The Justice Department notified the Supreme Court that under the Biden administration, the changes made to the “public charge rule” under President Trump would no longer be defended in court. This follows an executive order President Biden signed in February that directed the Department of Homeland Security to conduct a comprehensive review of the rule. The Supreme Court agreed to the Biden administration’s request to dismiss the case, effectively putting an end to the public charge updates made under President Trump. On March 9, 2021, the Seventh Circuit lifted its stay and the U.S. District Court order vacating the public charge rule went into effect, so that USCIS immediately stopped applying the public charge rule to any pending applications and petitions.

The rule had been challenged frequently by litigation in courts around the U.S. On November 2, 2020, the Seventh Circuit issued an administrative stay, that dictated that all adjustment of status (Form I-485) green card filings must be filed with Form I-944 once again. Under the March 9 decision and the dismissal by the Supreme Court, USCIS will now be applying earlier public charge guidance.

Shortly after the dismissal by the Supreme Court, USCIS updated the public charge webpage to state:

USCIS is no longer applying the August 2019 Public Charge Final Rule. As a consequence, among other changes, USCIS will apply the public charge inadmissibility statute consistent with the 1999 Interim Field Guidance. In other words, USCIS is not considering an applicant’s receipt of Medicaid (except for long-term institutionalization at the government’s expense), public housing, or Supplemental Nutrition Assistance Program (SNAP) benefits as part of the public charge inadmissibility determination.

Applicants and petitioners are also instructed to not provide information or evidence related solely to the public charge rule, which includes Form I-944. However, the page also advises that in the interim, USCIS will not reject any Form I-485 based on the inclusion or exclusion of Form I-944, nor will it reject Form I-129 or I-539 based on whether the public benefits questions have been completed or left blank.

USCIS Updates for Cases in Progress

Applicants and petitioners should not provide information or evidence related solely to the Public Charge Final Rule. That means that applicants for adjustment of status should not submit Form I-944, Declaration of Self Sufficiency, or any evidence or documentation required by Form I-944 when they file their Form I-485. Applicants and petitioners for extension of nonimmigrant stay and change of nonimmigrant status should not provide information related to the receipt of public benefits on Form I-129 (Part 6), Form I-129CW (Part 6), Form I-539 (Part 5), and Form I-539A (Part 3).

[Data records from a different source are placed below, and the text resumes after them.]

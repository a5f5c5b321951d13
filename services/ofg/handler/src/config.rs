//! Handler settings.

use std::time::Duration;

/// Minimum gap between two traffic matrix sends
pub const DEFAULT_DEBOUNCE_DELAY: Duration = Duration::from_millis(500);

/// What a [`ConnectionHandler`](crate::ConnectionHandler) asks for and tracks
#[derive(Debug, Clone)]
pub struct HandlerConfig {
    /// Fetch and subscribe to nodes on connect
    pub subscribe_nodes: bool,
    /// Fetch and subscribe to links on connect
    pub subscribe_links: bool,
    /// Fetch and subscribe to flows on connect
    pub subscribe_flows: bool,
    /// Ask for the links (and description) of every new switch
    pub auto_request_link_info: bool,
    /// Start statistics collection on every new link
    pub auto_track_link_stats: bool,
    /// Statistics poll period; 0 fetches once per link
    pub stats_refresh_ms: u64,
    /// Reconnects allowed after rejected credentials before giving up
    pub auth_retries: u32,
    /// Minimum gap between traffic matrix sends
    pub debounce_delay: Duration,
    /// Fat tree size whose switches are requested on the first connect
    pub fat_tree_k: Option<u32>,
}

impl Default for HandlerConfig {
    fn default() -> Self {
        Self {
            subscribe_nodes: true,
            subscribe_links: true,
            subscribe_flows: false,
            auto_request_link_info: true,
            auto_track_link_stats: true,
            stats_refresh_ms: 0,
            auth_retries: 1,
            debounce_delay: DEFAULT_DEBOUNCE_DELAY,
            fat_tree_k: None,
        }
    }
}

If an applicant or petitioner already provided information related solely to the Public Charge Final Rule, and USCIS adjudicates the application or petition on or after March 9, 2021, USCIS will not consider any information that relates solely to the Public Charge Final Rule, including, for example, information provided on Form I-944, evidence or documentation submitted with Form I-944, or information on the receipt of public benefits on Form I-129 (Part 6), Form I-129CW (Part 6), Form I-539 (Part 5), and Form I-539A (Part 3). Any other information received will be evaluated consistent with the statute, regulations, and policies in effect at the time of adjudication.

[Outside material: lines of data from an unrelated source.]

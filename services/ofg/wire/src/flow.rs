//! Flow paths reported by the backend.

use bytes::{Buf, BufMut, Bytes, BytesMut};
use serde::{Deserialize, Serialize};
use smallvec::SmallVec;

use crate::codec::{ensure, get_u32, Record};
use crate::topology::NodeRecord;
use crate::WireError;

/// One hop of a flow path: `u16 in_port`, node, `u16 out_port` (14 bytes)
#[derive(Debug, Clone, Copy, PartialEq, Eq, Hash, Serialize, Deserialize)]
pub struct FlowHop {
    /// Port the flow enters on
    pub in_port: u16,
    /// Node traversed
    pub node: NodeRecord,
    /// Port the flow leaves on
    pub out_port: u16,
}

impl Record for FlowHop {
    const SIZE: usize = 2 + NodeRecord::SIZE + 2;
    const NAME: &'static str = "flow hop";

    fn encode(&self, buf: &mut BytesMut) {
        buf.put_u16(self.in_port);
        self.node.encode(buf);
        buf.put_u16(self.out_port);
    }

    fn decode_unchecked(buf: &mut Bytes) -> Self {
        let in_port = buf.get_u16();
        let node = NodeRecord::decode_unchecked(buf);
        let out_port = buf.get_u16();
        Self {
            in_port,
            node,
            out_port,
        }
    }
}

/// A flow and the path it takes
#[derive(Debug, Clone, PartialEq, Eq, Hash, Serialize, Deserialize)]
pub struct Flow {
    /// Flow type (0 = unknown)
    pub flow_type: u16,
    /// Backend-assigned flow id
    pub flow_id: u32,
    /// Where the flow starts
    pub src: NodeRecord,
    /// Port at the start
    pub src_port: u16,
    /// Where the flow ends
    pub dst: NodeRecord,
    /// Port at the end
    pub dst_port: u16,
    /// Intermediate hops
    pub path: SmallVec<[FlowHop; 4]>,
}

impl Flow {
    const FIXED_SIZE: usize = 2 + 4 + 2 * (NodeRecord::SIZE + 2) + 2;

    /// Encoded size of this flow
    pub fn encoded_len(&self) -> usize {
        Self::FIXED_SIZE + self.path.len() * FlowHop::SIZE
    }

    fn encode(&self, buf: &mut BytesMut) {
        buf.put_u16(self.flow_type);
        buf.put_u32(self.flow_id);
        self.src.encode(buf);
        buf.put_u16(self.src_port);
        self.dst.encode(buf);
        buf.put_u16(self.dst_port);
        buf.put_u16(self.path.len() as u16);
        for hop in &self.path {
            hop.encode(buf);
        }
    }

    fn decode(buf: &mut Bytes) -> Result<Self, WireError> {
        ensure(buf, Self::FIXED_SIZE)?;
        let flow_type = buf.get_u16();
        let flow_id = buf.get_u32();
        let src = NodeRecord::decode_unchecked(buf);
        let src_port = buf.get_u16();
        let dst = NodeRecord::decode_unchecked(buf);
        let dst_port = buf.get_u16();
        let num_hops = buf.get_u16() as usize;

        ensure(buf, num_hops * FlowHop::SIZE)?;
        let path = (0..num_hops)
            .map(|_| FlowHop::decode_unchecked(buf))
            .collect();

        Ok(Self {
            flow_type,
            flow_id,
            src,
            src_port,
            dst,
            dst_port,
            path,
        })
    }
}

/// FLOWS_ADD / FLOWS_DELETE body: `u32 count` then the flows
pub(crate) fn flows_body_len(flows: &[Flow]) -> usize {
    4 + flows.iter().map(Flow::encoded_len).sum::<usize>()
}

pub(crate) fn encode_flows(flows: &[Flow], buf: &mut BytesMut) {
    buf.put_u32(flows.len() as u32);
    for flow in flows {
        flow.encode(buf);
    }
}

pub(crate) fn decode_flows(buf: &mut Bytes) -> Result<Vec<Flow>, WireError> {
    let count = get_u32(buf)? as usize;
    // every flow takes at least FIXED_SIZE bytes, so cap the preallocation
    let mut flows = Vec::with_capacity(count.min(buf.len() / Flow::FIXED_SIZE));
    for _ in 0..count {
        flows.push(Flow::decode(buf)?);
    }
    Ok(flows)
}

#[cfg(test)]
mod tests {
    use super::*;
    use crate::topology::NodeType;
    use smallvec::smallvec;

    fn sample_flow() -> Flow {
        let sw = |id| NodeRecord::new(NodeType::OpenflowSwitch, id);
        Flow {
            flow_type: 0,
            flow_id: 42,
            src: NodeRecord::new(NodeType::Host, 0xA),
            src_port: 0,
            dst: NodeRecord::new(NodeType::Host, 0xB),
            dst_port: 0,
            path: smallvec![
                FlowHop { in_port: 1, node: sw(1), out_port: 2 },
                FlowHop { in_port: 3, node: sw(2), out_port: 4 },
            ],
        }
    }

    #[test]
    fn test_flows_roundtrip() {
        let flows = vec![sample_flow()];
        let mut buf = BytesMut::new();
        encode_flows(&flows, &mut buf);
        assert_eq!(buf.len(), flows_body_len(&flows));
        assert_eq!(flows[0].encoded_len(), 32 + 2 * 14);

        let mut bytes = buf.freeze();
        assert_eq!(decode_flows(&mut bytes).unwrap(), flows);
        assert!(bytes.is_empty());
    }

    #[test]
    fn test_flow_count_overstated() {
        let flows = vec![sample_flow()];
        let mut buf = BytesMut::new();
        encode_flows(&flows, &mut buf);
        buf[3] = 2;

        let mut bytes = buf.freeze();
        assert!(matches!(
            decode_flows(&mut bytes),
            Err(WireError::Truncated { .. })
        ));
    }
}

If you received a Request for Evidence (RFE) or Notice of Intent to Deny (NOID) requesting information that is solely required under the Public Charge Final Rule, including but not limited, to Form I-944, and your response is due on or after March 9, 2021, you do not need to provide that information. However, you do need to respond to the aspects of the RFE or NOID that otherwise pertain to the eligibility for the immigration benefit sought. If USCIS requires additional information or evidence to make a public charge inadmissibility determination under the statute and consistent with the 1999 Interim Field Guidance, we will issue another RFE or NOID.